Some people say this car was ready to drive in 1875 but there is no definitive proof, so it remains unclear as to whether the famous Second Marcus Car ever ran before 1890. If it did it probably didn’t run particularly well. An exact replica made of the surviving car was found to have barely enough horsepower to move under it’s own motive force. This and the later third, and possibly fourth, cars did have seats, steering, a clutch and brakes, features that simply hadn't been thought of when Marcus first put his engine on a cart.
Sadly these cars didn’t survive but Marcus’ landmark second car survives to this day and is thought to be the oldest gasoline-powered internal combustion car on Earth. The American Society of Mechanical Engineers later named it an ‘Historic Mechanical Engineering Landmark’.
Marcus died on the 1st of July 1898 after suffering health problems for some time. He was buried at the Protestant Cemetery at Hütteldorf, in Vienna. He himself professed to be of the Lutheran religion rather than the Hebrew faith. He was widely acknowledged (and formally honoured as) the originator of the motorcar. For forty years the children of Austria were taught so in their schools.
Then came the annexation of Austria, followed by the unification of Austria and Germany under Nazi rule in 1938. Marcus was of Jewish ancestry and it went against doctrine that a Jew could be the inventor of anything. The Nazi office of public enlightenment and propaganda ordered Marcus’ work to be destroyed, his name removed from textbooks (replaced by those of the German engineers Daimler and Benz), and his public memorials removed.
The memorial statue of Marcus in the Resselpark, in front of the Vienna Technical University, was torn down and a memorial plaque on the engineering college’s wall ripped off. In fact the Nazis almost completely succeeded in writing Marcus out of history causing us great difficulties in providing exact dates for his key innovations.
Fortunately for automotive history the second Marcus car had been part of a public exhibit about early motorcars in the 1898 industrial exhibition marking Emperor Franz Josef 1st of Austria’s “Jubiläums-Ausstellung”. It ended up being sold to the Austrian automobile club before being passed into the keeping of Vienna’s Technical Museum around 1938. The Museum relegated the Marcus car to a storage room where it was kept safe from the Nazis. After the war the car was returned to the Austrian Automobile Club and in 1950 underwent a major restoration in the hands of Alfred Buberl.
At the same time Marcus’ remains were transferred to an "Honorary Tomb" in Vienna's Simmering Central Cemetery. The Memorials replaced and another memorial bust was erected at the mechanic’s institute. These days there are around half dozen memorials to Siegfried Marcus in and around Vienna, including a street in Vienna’s 14th district named after him. In Marcus hometown of Malchin, Germany, there is a museum with extensive displays about Marcus and a replica of the first Marcus motorcar.

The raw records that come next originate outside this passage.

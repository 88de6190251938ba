//! QR artifacts pointing at an item's detail page.

use image::{ImageFormat, Luma};
use percent_encoding::{utf8_percent_encode, AsciiSet, NON_ALPHANUMERIC};
use qrcode::{EcLevel, QrCode};
use sea_orm::{ActiveModelTrait, ConnectionTrait, IntoActiveModel, Set};
use std::io::Cursor;
use std::net::SocketAddr;
use tracing::warn;

use crate::entities::item;
use crate::error::StockResult;

/// Pixels per QR module.
pub const MODULE_SIZE: u32 = 10;

/// Characters escaped when a code is placed in a URL path segment.
const PATH_SEGMENT: &AsciiSet = &NON_ALPHANUMERIC
    .remove(b'-')
    .remove(b'_')
    .remove(b'.')
    .remove(b'~');

#[derive(Debug, thiserror::Error)]
pub enum QrError {
    #[error("cannot encode QR data: {0}")]
    Encode(#[from] qrcode::types::QrError),
    #[error("cannot write QR image: {0}")]
    Image(#[from] image::ImageError),
}

/// Renders `data` as a PNG with the lowest error-correction level and the
/// standard four-module border.
pub fn render_png(data: &str, module_size: u32) -> Result<Vec<u8>, QrError> {
    let code = QrCode::with_error_correction_level(data.as_bytes(), EcLevel::L)?;
    let image = code
        .render::<Luma<u8>>()
        .module_dimensions(module_size, module_size)
        .quiet_zone(true)
        .build();

    let mut png = Vec::new();
    image.write_to(&mut Cursor::new(&mut png), ImageFormat::Png)?;
    Ok(png)
}

/// Best-effort `http://<local ip>:<port>`, `http://localhost:<port>` when the
/// address cannot be determined.
pub fn detect_base_url(port: u16) -> String {
    match local_ip_address::local_ip() {
        Ok(ip) => format!("http://{}", SocketAddr::new(ip, port)),
        Err(err) => {
            warn!(error = %err, "cannot determine local address, using localhost");
            format!("http://localhost:{port}")
        }
    }
}

#[derive(Debug, Clone)]
pub struct QrGenerator {
    base_url: String,
    module_size: u32,
}

impl QrGenerator {
    pub fn new(base_url: impl Into<String>) -> Self {
        Self {
            base_url: base_url.into().trim_end_matches('/').to_string(),
            module_size: MODULE_SIZE,
        }
    }

    pub fn base_url(&self) -> &str {
        &self.base_url
    }

    pub fn target_url(&self, code: &str) -> String {
        format!(
            "{}/stock/items/{}",
            self.base_url,
            utf8_percent_encode(code, PATH_SEGMENT)
        )
    }

    pub fn render(&self, data: &str) -> Result<Vec<u8>, QrError> {
        render_png(data, self.module_size)
    }

    /// Stores a QR artifact on `item` unless it already has one.
    pub async fn attach<C: ConnectionTrait>(
        &self,
        db: &C,
        item: item::Model,
    ) -> StockResult<item::Model> {
        if item.qr_code.is_some() {
            return Ok(item);
        }
        let target = self.target_url(&item.code);
        let png = self.render(&target)?;

        let mut active = item.into_active_model();
        active.qr_target = Set(Some(target));
        active.qr_code = Set(Some(png));
        Ok(active.update(db).await?)
    }
}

In the modern meaning of a motorcar Marcus first attempt isn’t really a car at all. Certainly not a practical or (fairly) reliable form of transport like the Benz three wheeled patent wagen or the Daimler autowagen, but Marcus was indeed the first person to put a gasoline engine on a four wheeled vehicle and he was an engineer and inventor far ahead of his time. He designed at least three progressively more sophisticated combustion-engine cars (and nine gasoline engines) over a 30 year span and many of his inventions, albeit substantially refined, are present on the cars of today.